» **About this task**
All of the records must be repeated exactly as they read.

» **Data provided**
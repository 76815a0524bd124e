use serde::{Deserialize, Serialize};
use std::collections::{BTreeMap, BTreeSet};

/// Per-file analysis results keyed by path relative to the project root.
///
/// Ordered by path, which also fixes the tie-break order used when the graph
/// builder falls back to matching imports by file name.
pub type DependencyMap = BTreeMap<String, FileDependencies>;

/// Import names exactly as they appear in one file, before any filtering.
#[derive(Debug, Clone, Default, PartialEq, Eq)]
pub struct RawImports {
    /// First dotted segment of every imported module
    pub modules: BTreeSet<String>,
    /// `module.symbol` entries; the module part is always in `modules`
    pub symbols: BTreeSet<String>,
}

impl RawImports {
    pub fn new() -> Self {
        Self::default()
    }

    /// Record a module-level import of `path` (`import a.b.c`).
    pub fn add_module(&mut self, path: &str) {
        let Some(module) = module_prefix(path) else {
            return;
        };
        self.modules.insert(module.to_string());
        if path.len() > module.len() {
            self.symbols.insert(path.to_string());
        }
    }

    /// Record `from <path> import <symbol>`.
    pub fn add_symbol(&mut self, path: &str, symbol: &str) {
        let Some(module) = module_prefix(path) else {
            return;
        };
        self.modules.insert(module.to_string());
        self.symbols.insert(format!("{module}.{symbol}"));
    }

    pub fn is_empty(&self) -> bool {
        self.modules.is_empty() && self.symbols.is_empty()
    }
}

/// First dotted segment of an import path, `None` for an empty path.
pub fn module_prefix(path: &str) -> Option<&str> {
    path.split('.').next().filter(|segment| !segment.is_empty())
}

#[derive(Debug, Clone, PartialEq, Eq, Serialize, Deserialize)]
pub struct FunctionInfo {
    pub name: String,
    pub lineno: usize,
    pub args: Vec<String>,
}

#[derive(Debug, Clone, PartialEq, Eq, Serialize, Deserialize)]
pub struct MethodInfo {
    pub name: String,
    pub args: Vec<String>,
}

#[derive(Debug, Clone, PartialEq, Eq, Serialize, Deserialize)]
pub struct ClassInfo {
    pub name: String,
    pub methods: Vec<MethodInfo>,
}

/// Everything the analysis knows about one source file.
#[derive(Debug, Clone, Default, PartialEq, Eq, Serialize, Deserialize)]
pub struct FileDependencies {
    pub imports: Vec<String>,
    pub imported_names: Vec<String>,
    pub functions: Vec<FunctionInfo>,
    pub classes: Vec<ClassInfo>,
    /// Module name to the project file it resolved to. Not part of the
    /// interchange document.
    #[serde(skip)]
    pub resolved_modules: BTreeMap<String, String>,
}

impl FileDependencies {
    /// Path of the file `module` resolved to, if the resolver found one.
    pub fn resolved_path(&self, module: &str) -> Option<&str> {
        self.resolved_modules.get(module).map(String::as_str)
    }

    /// Symbol entries whose module has no module-level entry. Empty for
    /// every file the analyzer produces.
    pub fn orphaned_symbols(&self) -> Vec<&str> {
        self.imported_names
            .iter()
            .filter(|name| {
                module_prefix(name).map_or(true, |module| !self.imports.iter().any(|m| m == module))
            })
            .map(String::as_str)
            .collect()
    }
}

#[cfg(test)]
mod tests {
    use super::*;

    #[test]
    fn plain_import_is_module_level_only() {
        let mut imports = RawImports::new();
        imports.add_module("os");
        assert_eq!(imports.modules.iter().collect::<Vec<_>>(), vec!["os"]);
        assert!(imports.symbols.is_empty());
    }

    #[test]
    fn dotted_import_keeps_full_path_as_symbol() {
        let mut imports = RawImports::new();
        imports.add_module("os.path");
        assert!(imports.modules.contains("os"));
        assert!(imports.symbols.contains("os.path"));
    }

    #[test]
    fn from_import_uses_first_segment() {
        let mut imports = RawImports::new();
        imports.add_symbol("pkg.sub", "thing");
        assert!(imports.modules.contains("pkg"));
        assert!(imports.symbols.contains("pkg.thing"));
    }

    #[test]
    fn empty_path_is_ignored() {
        let mut imports = RawImports::new();
        imports.add_symbol("", "x");
        imports.add_module("");
        assert!(imports.is_empty());
    }
}
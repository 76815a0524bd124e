use serde::{Deserialize, Serialize};
use std::path::{Path, PathBuf};

/// Extensions scanned when none are configured.
pub const DEFAULT_EXTENSIONS: &[&str] = &[".py", ".js", ".html", ".css"];

/// Inputs of one analysis run.
#[derive(Debug, Clone, PartialEq, Eq, Serialize, Deserialize)]
#[serde(default)]
pub struct AnalyzerConfig {
    /// Root of the project, must be an existing directory
    pub project_path: PathBuf,
    /// File name suffixes to include, matched with `ends_with`
    pub file_extensions: Vec<String>,
    /// Keep imports that do not resolve to a project file
    pub include_external: bool,
}

impl AnalyzerConfig {
    pub fn new(project_path: impl AsRef<Path>) -> Self {
        Self {
            project_path: project_path.as_ref().to_path_buf(),
            ..Self::default()
        }
    }

    pub fn with_extensions<I, S>(mut self, extensions: I) -> Self
    where
        I: IntoIterator<Item = S>,
        S: Into<String>,
    {
        self.file_extensions = extensions
            .into_iter()
            .map(Into::into)
            .map(|ext: String| ext.trim().to_string())
            .filter(|ext| !ext.is_empty())
            .collect();
        self
    }

    pub fn with_include_external(mut self, include_external: bool) -> Self {
        self.include_external = include_external;
        self
    }
}

impl Default for AnalyzerConfig {
    fn default() -> Self {
        Self {
            project_path: std::env::current_dir().unwrap_or_else(|_| PathBuf::from(".")),
            file_extensions: DEFAULT_EXTENSIONS.iter().map(|ext| ext.to_string()).collect(),
            include_external: false,
        }
    }
}
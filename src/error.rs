//! Error taxonomy for the analysis pipeline.
//!
//! Only [`Error::Scan`] is ever returned to the caller of
//! [`ProjectAnalyzer::analyze`](crate::core::ProjectAnalyzer::analyze).
//! The other variants are scoped to one directory or file: they are logged
//! and the offending entry is left out of the result.

use std::io;
use std::path::PathBuf;

use thiserror::Error;

#[derive(Error, Debug)]
pub enum Error {
    /// Project root is missing, not a directory, or cannot be listed
    #[error("cannot scan project root {}: {reason}", .path.display())]
    Scan { path: PathBuf, reason: String },

    /// A directory below the root could not be enumerated
    #[error("cannot read directory {}: {source}", .path.display())]
    DirectoryRead {
        path: PathBuf,
        #[source]
        source: walkdir::Error,
    },

    /// A source file could not be opened or is not valid UTF-8
    #[error("cannot read file {}: {source}", .path.display())]
    FileRead {
        path: PathBuf,
        #[source]
        source: io::Error,
    },

    /// The syntax tree for a file could not be built
    #[error("failed to parse {}: {reason}", .path.display())]
    Parse { path: PathBuf, reason: String },
}

pub type Result<T> = std::result::Result<T, Error>;

impl Error {
    /// Whether the run can continue past this error.
    pub fn is_recoverable(&self) -> bool {
        !matches!(self, Error::Scan { .. })
    }
}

» **Exercise answer**
repository 76815a0524bd124e
use serde::{Deserialize, Serialize};
use std::collections::{BTreeMap, BTreeSet};

/// Per-file analysis results keyed by path relative to the project root.
///
/// Ordered by path, which also fixes the tie-break order used when the graph
/// builder falls back to matching imports by file name.
pub type DependencyMap = BTreeMap<String, FileDependencies>;

/// Import names exactly as they appear in one file, before any filtering.
#[derive(Debug, Clone, Default, PartialEq, Eq)]
pub struct RawImports {
    /// First dotted segment of every imported module
    pub modules: BTreeSet<String>,
    /// `module.symbol` entries; the module part is always in `modules`
    pub symbols: BTreeSet<String>,
}

impl RawImports {
    pub fn new() -> Self {
        Self::default()
    }

    /// Record a module-level import of `path` (`import a.b.c`).
    pub fn add_module(&mut self, path: &str) {
        let Some(module) = module_prefix(path) else {
            return;
        };
        self.modules.insert(module.to_string());
        if path.len() > module.len() {
            self.symbols.insert(path.to_string());
        }
    }

    /// Record `from <path> import <symbol>`.
    pub fn add_symbol(&mut self, path: &str, symbol: &str) {
        let Some(module) = module_prefix(path) else {
            return;
        };
        self.modules.insert(module.to_string());
        self.symbols.insert(format!("{module}.{symbol}"));
    }

    pub fn is_empty(&self) -> bool {
        self.modules.is_empty() && self.symbols.is_empty()
    }
}

/// First dotted segment of an import path, `None` for an empty path.
pub fn module_prefix(path: &str) -> Option<&str> {
    path.split('.').next().filter(|segment| !segment.is_empty())
}

#[derive(Debug, Clone, PartialEq, Eq, Serialize, Deserialize)]
pub struct FunctionInfo {
    pub name: String,
    pub lineno: usize,
    pub args: Vec<String>,
}

#[derive(Debug, Clone, PartialEq, Eq, Serialize, Deserialize)]
pub struct MethodInfo {
    pub name: String,
    pub args: Vec<String>,
}

#[derive(Debug, Clone, PartialEq, Eq, Serialize, Deserialize)]
pub struct ClassInfo {
    pub name: String,
    pub methods: Vec<MethodInfo>,
}

/// Everything the analysis knows about one source file.
#[derive(Debug, Clone, Default, PartialEq, Eq, Serialize, Deserialize)]
pub struct FileDependencies {
    pub imports: Vec<String>,
    pub imported_names: Vec<String>,
    pub functions: Vec<FunctionInfo>,
    pub classes: Vec<ClassInfo>,
    /// Module name to the project file it resolved to. Not part of the
    /// interchange document.
    #[serde(skip)]
    pub resolved_modules: BTreeMap<String, String>,
}

impl FileDependencies {
    /// Path of the file `module` resolved to, if the resolver found one.
    pub fn resolved_path(&self, module: &str) -> Option<&str> {
        self.resolved_modules.get(module).map(String::as_str)
    }

    /// Symbol entries whose module has no module-level entry. Empty for
    /// every file the analyzer produces.
    pub fn orphaned_symbols(&self) -> Vec<&str> {
        self.imported_names
            .iter()
            .filter(|name| {
                module_prefix(name).map_or(true, |module| !self.imports.iter().any(|m| m == module))
            })
            .map(String::as_str)
            .collect()
    }
}

#[cfg(test)]
mod tests {
    use super::*;

    #[test]
    fn plain_import_is_module_level_only() {
        let mut imports = RawImports::new();
        imports.add_module("os");
        assert_eq!(imports.modules.iter().collect::<Vec<_>>(), vec!["os"]);
        assert!(imports.symbols.is_empty());
    }

    #[test]
    fn dotted_import_keeps_full_path_as_symbol() {
        let mut imports = RawImports::new();
        imports.add_module("os.path");
        assert!(imports.modules.contains("os"));
        assert!(imports.symbols.contains("os.path"));
    }

    #[test]
    fn from_import_uses_first_segment() {
        let mut imports = RawImports::new();
        imports.add_symbol("pkg.sub", "thing");
        assert!(imports.modules.contains("pkg"));
        assert!(imports.symbols.contains("pkg.thing"));
    }

    #[test]
    fn empty_path_is_ignored() {
        let mut imports = RawImports::new();
        imports.add_symbol("", "x");
        imports.add_module("");
        assert!(imports.is_empty());
    }
}
repository 76815a0524bd124e
use serde::{Deserialize, Serialize};
use std::path::{Path, PathBuf};

/// Extensions scanned when none are configured.
pub const DEFAULT_EXTENSIONS: &[&str] = &[".py", ".js", ".html", ".css"];

/// Inputs of one analysis run.
#[derive(Debug, Clone, PartialEq, Eq, Serialize, Deserialize)]
#[serde(default)]
pub struct AnalyzerConfig {
    /// Root of the project, must be an existing directory
    pub project_path: PathBuf,
    /// File name suffixes to include, matched with `ends_with`
    pub file_extensions: Vec<String>,
    /// Keep imports that do not resolve to a project file
    pub include_external: bool,
}

impl AnalyzerConfig {
    pub fn new(project_path: impl AsRef<Path>) -> Self {
        Self {
            project_path: project_path.as_ref().to_path_buf(),
            ..Self::default()
        }
    }

    pub fn with_extensions<I, S>(mut self, extensions: I) -> Self
    where
        I: IntoIterator<Item = S>,
        S: Into<String>,
    {
        self.file_extensions = extensions
            .into_iter()
            .map(Into::into)
            .map(|ext: String| ext.trim().to_string())
            .filter(|ext| !ext.is_empty())
            .collect();
        self
    }

    pub fn with_include_external(mut self, include_external: bool) -> Self {
        self.include_external = include_external;
        self
    }
}

impl Default for AnalyzerConfig {
    fn default() -> Self {
        Self {
            project_path: std::env::current_dir().unwrap_or_else(|_| PathBuf::from(".")),
            file_extensions: DEFAULT_EXTENSIONS.iter().map(|ext| ext.to_string()).collect(),
            include_external: false,
        }
    }
}
filename src/error.rs
//! Error taxonomy for the analysis pipeline.
//!
//! Only [`Error::Scan`] is ever returned to the caller of
//! [`ProjectAnalyzer::analyze`](crate::core::ProjectAnalyzer::analyze).
//! The other variants are scoped to one directory or file: they are logged
//! and the offending entry is left out of the result.

use std::io;
use std::path::PathBuf;

use thiserror::Error;

#[derive(Error, Debug)]
pub enum Error {
    /// Project root is missing, not a directory, or cannot be listed
    #[error("cannot scan project root {}: {reason}", .path.display())]
    Scan { path: PathBuf, reason: String },

    /// A directory below the root could not be enumerated
    #[error("cannot read directory {}: {source}", .path.display())]
    DirectoryRead {
        path: PathBuf,
        #[source]
        source: walkdir::Error,
    },

    /// A source file could not be opened or is not valid UTF-8
    #[error("cannot read file {}: {source}", .path.display())]
    FileRead {
        path: PathBuf,
        #[source]
        source: io::Error,
    },

    /// The syntax tree for a file could not be built
    #[error("failed to parse {}: {reason}", .path.display())]
    Parse { path: PathBuf, reason: String },
}

pub type Result<T> = std::result::Result<T, Error>;

impl Error {
    /// Whether the run can continue past this error.
    pub fn is_recoverable(&self) -> bool {
        !matches!(self, Error::Scan { .. })
    }
}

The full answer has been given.